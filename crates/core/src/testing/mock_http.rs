//! Mock HTTP fetcher for testing.

use async_trait::async_trait;
use std::sync::Arc;
use tokio::sync::RwLock;

use crate::http::{HttpFetcher, HttpRequest, HttpResponse, TransportError};

#[derive(Debug, Clone)]
struct Route {
    prefix: String,
    outcome: Result<HttpResponse, TransportError>,
}

/// Mock implementation of the HttpFetcher trait.
///
/// Provides controllable behavior for testing:
/// - Route canned responses by URL prefix (longest prefix wins)
/// - Track every request for assertions
/// - Simulate transport failures
///
/// Requests matching no route get an empty 404.
///
/// # Example
///
/// ```rust,ignore
/// use metascore_core::testing::{fixtures, MockHttpFetcher};
///
/// let fetcher = MockHttpFetcher::new();
/// fetcher.respond("https://www.metacritic.com/", 200, fixtures::homepage_html("key")).await;
/// fetcher.fail("https://backend.metacritic.com/", TransportError::Timeout).await;
/// ```
#[derive(Debug, Default)]
pub struct MockHttpFetcher {
    routes: Arc<RwLock<Vec<Route>>>,
    requests: Arc<RwLock<Vec<HttpRequest>>>,
    next_error: Arc<RwLock<Option<TransportError>>>,
}

impl MockHttpFetcher {
    /// Create a new mock with no routes.
    pub fn new() -> Self {
        Self::default()
    }

    // =========================================================================
    // Configuration
    // =========================================================================

    /// Answer requests whose URL starts with `prefix`.
    pub async fn respond(&self, prefix: &str, status: u16, body: impl Into<String>) {
        self.route(
            prefix,
            Ok(HttpResponse {
                status,
                body: body.into(),
            }),
        )
        .await;
    }

    /// Fail requests whose URL starts with `prefix`.
    pub async fn fail(&self, prefix: &str, error: TransportError) {
        self.route(prefix, Err(error)).await;
    }

    /// Configure the next request, whatever its URL, to fail.
    pub async fn set_next_error(&self, error: TransportError) {
        *self.next_error.write().await = Some(error);
    }

    async fn route(&self, prefix: &str, outcome: Result<HttpResponse, TransportError>) {
        let mut routes = self.routes.write().await;
        routes.retain(|r| r.prefix != prefix);
        routes.push(Route {
            prefix: prefix.to_string(),
            outcome,
        });
    }

    // =========================================================================
    // Inspection
    // =========================================================================

    /// All requests received, in order.
    pub async fn requests(&self) -> Vec<HttpRequest> {
        self.requests.read().await.clone()
    }

    /// Number of requests whose URL starts with `prefix`.
    pub async fn request_count(&self, prefix: &str) -> usize {
        self.requests
            .read()
            .await
            .iter()
            .filter(|r| r.url.starts_with(prefix))
            .count()
    }

    /// Total number of requests received.
    pub async fn total_requests(&self) -> usize {
        self.requests.read().await.len()
    }
}

#[async_trait]
impl HttpFetcher for MockHttpFetcher {
    async fn get(&self, request: &HttpRequest) -> Result<HttpResponse, TransportError> {
        self.requests.write().await.push(request.clone());

        if let Some(err) = self.next_error.write().await.take() {
            return Err(err);
        }

        let routes = self.routes.read().await;
        routes
            .iter()
            .filter(|r| request.url.starts_with(&r.prefix))
            .max_by_key(|r| r.prefix.len())
            .map(|r| r.outcome.clone())
            .unwrap_or_else(|| {
                Ok(HttpResponse {
                    status: 404,
                    body: String::new(),
                })
            })
    }
}
use figment::{
    providers::{Env, Format, Serialized, Toml},
    Figment,
};
use std::path::Path;

use super::{types::Config, ConfigError};

/// Load configuration from file with environment variable overrides
pub fn load_config(path: &Path) -> Result<Config, ConfigError> {
    if !path.exists() {
        return Err(ConfigError::FileNotFound(path.display().to_string()));
    }

    let config: Config = Figment::new()
        .merge(Toml::file(path))
        .merge(Env::prefixed("METASCORE_").split("__"))
        .extract()
        .map_err(|e| ConfigError::ParseError(e.to_string()))?;

    Ok(config)
}

/// Defaults with environment variable overrides, for running without a file
pub fn load_config_from_env() -> Result<Config, ConfigError> {
    Figment::from(Serialized::defaults(Config::default()))
        .merge(Env::prefixed("METASCORE_").split("__"))
        .extract()
        .map_err(|e| ConfigError::ParseError(e.to_string()))
}

/// Load configuration from TOML string (useful for testing)
pub fn load_config_from_str(toml_str: &str) -> Result<Config, ConfigError> {
    toml::from_str(toml_str).map_err(|e| ConfigError::ParseError(e.to_string()))
}
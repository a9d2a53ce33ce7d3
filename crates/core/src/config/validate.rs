use super::{types::Config, ConfigError};

/// Validate configuration
/// Currently validates:
/// - client.min_similarity is within [0, 1]
/// - client.timeout_secs is not 0
/// - client URLs are non-empty and end with '/'
pub fn validate_config(config: &Config) -> Result<(), ConfigError> {
    let client = &config.client;

    if !(0.0..=1.0).contains(&client.min_similarity) {
        return Err(ConfigError::ValidationError(format!(
            "client.min_similarity must be within [0, 1], got {}",
            client.min_similarity
        )));
    }

    if client.timeout_secs == 0 {
        return Err(ConfigError::ValidationError(
            "client.timeout_secs cannot be 0".to_string(),
        ));
    }

    for (name, url) in [
        ("client.homepage_url", &client.homepage_url),
        ("client.base_url", &client.base_url),
    ] {
        if url.is_empty() {
            return Err(ConfigError::ValidationError(format!(
                "{} cannot be empty",
                name
            )));
        }
        if !url.ends_with('/') {
            return Err(ConfigError::ValidationError(format!(
                "{} must end with '/'",
                name
            )));
        }
    }

    Ok(())
}
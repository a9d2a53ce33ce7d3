use serde::{Deserialize, Serialize};
use std::time::Duration;

/// Root configuration
#[derive(Debug, Clone, Default, Deserialize, Serialize)]
pub struct Config {
    #[serde(default)]
    pub client: ClientConfig,
    #[serde(default)]
    pub log: LogConfig,
}

/// Ratings client configuration
#[derive(Debug, Clone, Deserialize, Serialize)]
pub struct ClientConfig {
    /// Homepage scraped for the access token
    #[serde(default = "default_homepage_url")]
    pub homepage_url: String,
    /// Backend pages root; search and detail endpoints hang off it
    #[serde(default = "default_base_url")]
    pub base_url: String,
    /// Referer sent with backend requests (default: homepage_url)
    #[serde(default, skip_serializing_if = "Option::is_none")]
    pub referer: Option<String>,
    /// Per-request timeout in seconds (default: 60)
    #[serde(default = "default_timeout")]
    pub timeout_secs: u32,
    /// Search candidates scoring below this are discarded (default: 0.5)
    #[serde(default = "default_min_similarity")]
    pub min_similarity: f64,
    /// Fixed User-Agent; a rotating desktop pool is used when unset
    #[serde(default, skip_serializing_if = "Option::is_none")]
    pub user_agent: Option<String>,
}

impl Default for ClientConfig {
    fn default() -> Self {
        Self {
            homepage_url: default_homepage_url(),
            base_url: default_base_url(),
            referer: None,
            timeout_secs: default_timeout(),
            min_similarity: default_min_similarity(),
            user_agent: None,
        }
    }
}

impl ClientConfig {
    pub fn search_url(&self) -> String {
        format!("{}search/", self.base_url)
    }

    pub fn referer(&self) -> &str {
        self.referer.as_deref().unwrap_or(&self.homepage_url)
    }

    pub fn timeout(&self) -> Duration {
        Duration::from_secs(self.timeout_secs as u64)
    }
}

fn default_homepage_url() -> String {
    "https://www.metacritic.com/".to_string()
}

fn default_base_url() -> String {
    "https://backend.metacritic.com/composer/metacritic/pages/".to_string()
}

fn default_timeout() -> u32 {
    60
}

fn default_min_similarity() -> f64 {
    0.5
}

/// Logging configuration
#[derive(Debug, Clone, Deserialize, Serialize)]
pub struct LogConfig {
    /// tracing EnvFilter directive; RUST_LOG takes precedence
    #[serde(default = "default_log_filter")]
    pub filter: String,
}

impl Default for LogConfig {
    fn default() -> Self {
        Self {
            filter: default_log_filter(),
        }
    }
}

fn default_log_filter() -> String {
    "info".to_string()
}
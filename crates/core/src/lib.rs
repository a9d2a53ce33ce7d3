pub mod config;
pub mod http;
pub mod metacritic;
pub mod similarity;
pub mod testing;

pub use config::{
    load_config, load_config_from_env, load_config_from_str, validate_config, ClientConfig,
    Config, ConfigError, LogConfig,
};
pub use http::{
    HttpFetcher, HttpRequest, HttpResponse, ReqwestFetcher, RotatingUserAgent, StaticUserAgent,
    TransportError, UserAgentSource,
};
pub use metacritic::{
    decode_detail_response, decode_search_response, DecodeError, DetailRecord, MetacriticClient,
    MetacriticError, RecordKind, ReviewCounts, ScoreSummary, SearchCandidate,
};
pub use similarity::similarity;
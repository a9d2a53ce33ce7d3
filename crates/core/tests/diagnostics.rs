//! Diagnostic count tests.
//!
//! Every failed public lookup reports exactly one warning, wherever in the
//! request chain the failure happened.

use std::future::Future;
use std::sync::atomic::{AtomicUsize, Ordering};
use std::sync::Arc;

use tracing::{Event, Level, Subscriber};
use tracing_subscriber::layer::{Context, SubscriberExt};
use tracing_subscriber::Layer;

use metascore_core::{
    testing::{fixtures, MockHttpFetcher},
    ClientConfig, MetacriticClient, RecordKind, TransportError,
};

const HOMEPAGE: &str = "https://www.metacritic.com/";
const SEARCH: &str = "https://backend.metacritic.com/composer/metacritic/pages/search/";
const GAMES: &str = "https://backend.metacritic.com/composer/metacritic/pages/games/";

/// Counts WARN events seen by the subscriber.
struct WarnCounter(Arc<AtomicUsize>);

impl<S: Subscriber> Layer<S> for WarnCounter {
    fn on_event(&self, event: &Event<'_>, _ctx: Context<'_, S>) {
        if *event.metadata().level() == Level::WARN {
            self.0.fetch_add(1, Ordering::SeqCst);
        }
    }
}

/// Run `fut` on a current-thread runtime and return how many warnings it
/// emitted.
fn count_warnings<F: Future<Output = ()>>(fut: F) -> usize {
    let count = Arc::new(AtomicUsize::new(0));
    let subscriber = tracing_subscriber::registry().with(WarnCounter(count.clone()));

    let runtime = tokio::runtime::Builder::new_current_thread()
        .enable_all()
        .build()
        .unwrap();
    tracing::subscriber::with_default(subscriber, || runtime.block_on(fut));

    count.load(Ordering::SeqCst)
}

fn client(fetcher: &Arc<MockHttpFetcher>) -> MetacriticClient {
    let config = ClientConfig {
        user_agent: Some("metascore-tests".to_string()),
        ..ClientConfig::default()
    };
    MetacriticClient::with_fetcher(config, fetcher.clone())
}

#[test]
fn test_no_token_warns_once() {
    let warnings = count_warnings(async {
        let fetcher = Arc::new(MockHttpFetcher::new());
        fetcher
            .respond(HOMEPAGE, 200, "<html><script>var nothing;</script></html>")
            .await;
        let client = client(&fetcher);

        assert!(client.search("Test Game", None, true).await.is_empty());
    });
    assert_eq!(warnings, 1);

    let warnings = count_warnings(async {
        let fetcher = Arc::new(MockHttpFetcher::new());
        fetcher.respond(HOMEPAGE, 503, "unavailable").await;
        let client = client(&fetcher);

        assert!(client
            .get_detail("Test Game", RecordKind::Game, true)
            .await
            .is_none());
    });
    assert_eq!(warnings, 1);
}

#[test]
fn test_transport_failure_warns_once() {
    let warnings = count_warnings(async {
        let fetcher = Arc::new(MockHttpFetcher::new());
        fetcher
            .respond(HOMEPAGE, 200, fixtures::homepage_html("key"))
            .await;
        fetcher.fail(SEARCH, TransportError::Timeout).await;
        let client = client(&fetcher);

        assert!(client.search("Test Game", None, true).await.is_empty());
    });
    assert_eq!(warnings, 1);

    let warnings = count_warnings(async {
        let fetcher = Arc::new(MockHttpFetcher::new());
        fetcher
            .respond(HOMEPAGE, 200, fixtures::homepage_html("key"))
            .await;
        fetcher
            .respond(SEARCH, 200, fixtures::search_bag(&[fixtures::search_item(1, "Test Game")]))
            .await;
        fetcher
            .fail(GAMES, TransportError::Connection("reset".to_string()))
            .await;
        let client = client(&fetcher);

        assert!(client
            .get_detail("Test Game", RecordKind::Game, true)
            .await
            .is_none());
    });
    assert_eq!(warnings, 1);
}

#[test]
fn test_decode_failure_warns_once() {
    let warnings = count_warnings(async {
        let fetcher = Arc::new(MockHttpFetcher::new());
        fetcher
            .respond(HOMEPAGE, 200, fixtures::homepage_html("key"))
            .await;
        fetcher.respond(SEARCH, 200, "Invalid JSON").await;
        let client = client(&fetcher);

        assert!(client.search("Test Game", None, true).await.is_empty());
    });
    assert_eq!(warnings, 1);

    let warnings = count_warnings(async {
        let fetcher = Arc::new(MockHttpFetcher::new());
        fetcher
            .respond(HOMEPAGE, 200, fixtures::homepage_html("key"))
            .await;
        fetcher
            .respond(SEARCH, 200, fixtures::search_bag(&[fixtures::search_item(1, "Test Game")]))
            .await;
        fetcher.respond(GAMES, 200, "Invalid JSON").await;
        let client = client(&fetcher);

        assert!(client
            .get_detail("Test Game", RecordKind::Game, true)
            .await
            .is_none());
    });
    assert_eq!(warnings, 1);
}

#[test]
fn test_unsupported_type_id_warns_once() {
    let warnings = count_warnings(async {
        let fetcher = Arc::new(MockHttpFetcher::new());
        let client = client(&fetcher);

        assert!(client
            .get_detail_by_type_id("Test Game", 7, true)
            .await
            .is_none());
        assert_eq!(fetcher.total_requests().await, 0);
    });
    assert_eq!(warnings, 1);
}

#[test]
fn test_success_and_empty_result_do_not_warn() {
    let warnings = count_warnings(async {
        let fetcher = Arc::new(MockHttpFetcher::new());
        fetcher
            .respond(HOMEPAGE, 200, fixtures::homepage_html("key"))
            .await;
        fetcher
            .respond(SEARCH, 200, fixtures::search_bag(&[fixtures::search_item(1, "Portal")]))
            .await;
        let client = client(&fetcher);

        assert!(client.search("Test Game", None, true).await.is_empty());
        assert!(client.search("", None, true).await.is_empty());
    });
    assert_eq!(warnings, 0);
}
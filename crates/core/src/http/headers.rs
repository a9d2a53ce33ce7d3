//! Request header sets.

/// Ordered list of header name/value pairs.
pub type Headers = Vec<(String, String)>;

/// Headers for the homepage fetch: only a user agent.
pub fn minimal_headers(user_agent: &str) -> Headers {
    vec![("User-Agent".to_string(), user_agent.to_string())]
}

/// Headers for backend API requests.
pub fn request_headers(user_agent: &str, referer: &str) -> Headers {
    let mut headers = minimal_headers(user_agent);
    headers.push(("Content-Type".to_string(), "application/json".to_string()));
    headers.push(("Accept".to_string(), "*/*".to_string()));
    headers.push(("Referer".to_string(), referer.to_string()));
    headers
}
***
GOAL OF THE EXERCISE:
Lines from the start of the material above through the line containing "outcome: Result<HttpResponse, TransportError>)" are to be duplicated exactly, and only those.

TASK RESPONSE:
filename crates/core/src/testing/mock_http.rs
//! Mock HTTP fetcher for testing.

use async_trait::async_trait;
use std::sync::Arc;
use tokio::sync::RwLock;

use crate::http::{HttpFetcher, HttpRequest, HttpResponse, TransportError};

#[derive(Debug, Clone)]
struct Route {
    prefix: String,
    outcome: Result<HttpResponse, TransportError>,
}

/// Mock implementation of the HttpFetcher trait.
///
/// Provides controllable behavior for testing:
/// - Route canned responses by URL prefix (longest prefix wins)
/// - Track every request for assertions
/// - Simulate transport failures
///
/// Requests matching no route get an empty 404.
///
/// # Example
///
/// ```rust,ignore
/// use metascore_core::testing::{fixtures, MockHttpFetcher};
///
/// let fetcher = MockHttpFetcher::new();
/// fetcher.respond("https://www.metacritic.com/", 200, fixtures::homepage_html("key")).await;
/// fetcher.fail("https://backend.metacritic.com/", TransportError::Timeout).await;
/// ```
#[derive(Debug, Default)]
pub struct MockHttpFetcher {
    routes: Arc<RwLock<Vec<Route>>>,
    requests: Arc<RwLock<Vec<HttpRequest>>>,
    next_error: Arc<RwLock<Option<TransportError>>>,
}

impl MockHttpFetcher {
    /// Create a new mock with no routes.
    pub fn new() -> Self {
        Self::default()
    }

    // =========================================================================
    // Configuration
    // =========================================================================

    /// Answer requests whose URL starts with `prefix`.
    pub async fn respond(&self, prefix: &str, status: u16, body: impl Into<String>) {
        self.route(
            prefix,
            Ok(HttpResponse {
                status,
                body: body.into(),
            }),
        )
        .await;
    }

    /// Fail requests whose URL starts with `prefix`.
    pub async fn fail(&self, prefix: &str, error: TransportError) {
        self.route(prefix, Err(error)).await;
    }

    /// Configure the next request, whatever its URL, to fail.
    pub async fn set_next_error(&self, error: TransportError) {
        *self.next_error.write().await = Some(error);
    }

    async fn route(&self, prefix: &str, outcome: Result<HttpResponse, TransportError>) {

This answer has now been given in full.